Source data:
==================================================

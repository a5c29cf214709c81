//! Per-compilation shared state.
//!
//! Serial counters are owned here rather than being process-wide
//! statics, so independent compilations stay isolated.

use crate::compiler::interner::Interner;
use crate::compiler::types::TypeRegistry;

/// State threaded through the whole pipeline: the identifier interner
/// (shared with the front end), the type registry, and the serial
/// counters for function and variable symbols.
#[derive(Debug)]
pub struct CompilationContext {
    pub interner: Interner,
    pub types: TypeRegistry,
    next_function_serial: u32,
    next_variable_serial: u32,
}

impl Default for CompilationContext {
    fn default() -> Self {
        Self::new()
    }
}

impl CompilationContext {
    pub fn new() -> Self {
        let mut interner = Interner::new();
        let types = TypeRegistry::new(&mut interner);
        Self {
            interner,
            types,
            next_function_serial: 0,
            next_variable_serial: 0,
        }
    }

    /// Mint a unique serial for a function overload.
    pub fn next_function_serial(&mut self) -> u32 {
        let serial = self.next_function_serial;
        self.next_function_serial += 1;
        serial
    }

    /// Mint a unique serial for a variable symbol.
    pub fn next_variable_serial(&mut self) -> u32 {
        let serial = self.next_variable_serial;
        self.next_variable_serial += 1;
        serial
    }
}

==================================================

### WORK REQUIRED:
Every entry is to be repeated precisely as it stands.

### OUTPUT:
repository a5c29cf214709c81
//! Per-compilation shared state.
//!
//! Serial counters are owned here rather than being process-wide
//! statics, so independent compilations stay isolated.

use crate::compiler::interner::Interner;
use crate::compiler::types::TypeRegistry;

/// State threaded through the whole pipeline: the identifier interner
/// (shared with the front end), the type registry, and the serial
/// counters for function and variable symbols.
#[derive(Debug)]
pub struct CompilationContext {
    pub interner: Interner,
    pub types: TypeRegistry,
    next_function_serial: u32,
    next_variable_serial: u32,
}

impl Default for CompilationContext {
    fn default() -> Self {
        Self::new()
    }
}

impl CompilationContext {
    pub fn new() -> Self {
        let mut interner = Interner::new();
        let types = TypeRegistry::new(&mut interner);
        Self {
            interner,
            types,
            next_function_serial: 0,
            next_variable_serial: 0,
        }
    }

    /// Mint a unique serial for a function overload.
    pub fn next_function_serial(&mut self) -> u32 {
        let serial = self.next_function_serial;
        self.next_function_serial += 1;
        serial
    }

    /// Mint a unique serial for a variable symbol.
    pub fn next_variable_serial(&mut self) -> u32 {
        let serial = self.next_variable_serial;
        self.next_variable_serial += 1;
        serial
    }
}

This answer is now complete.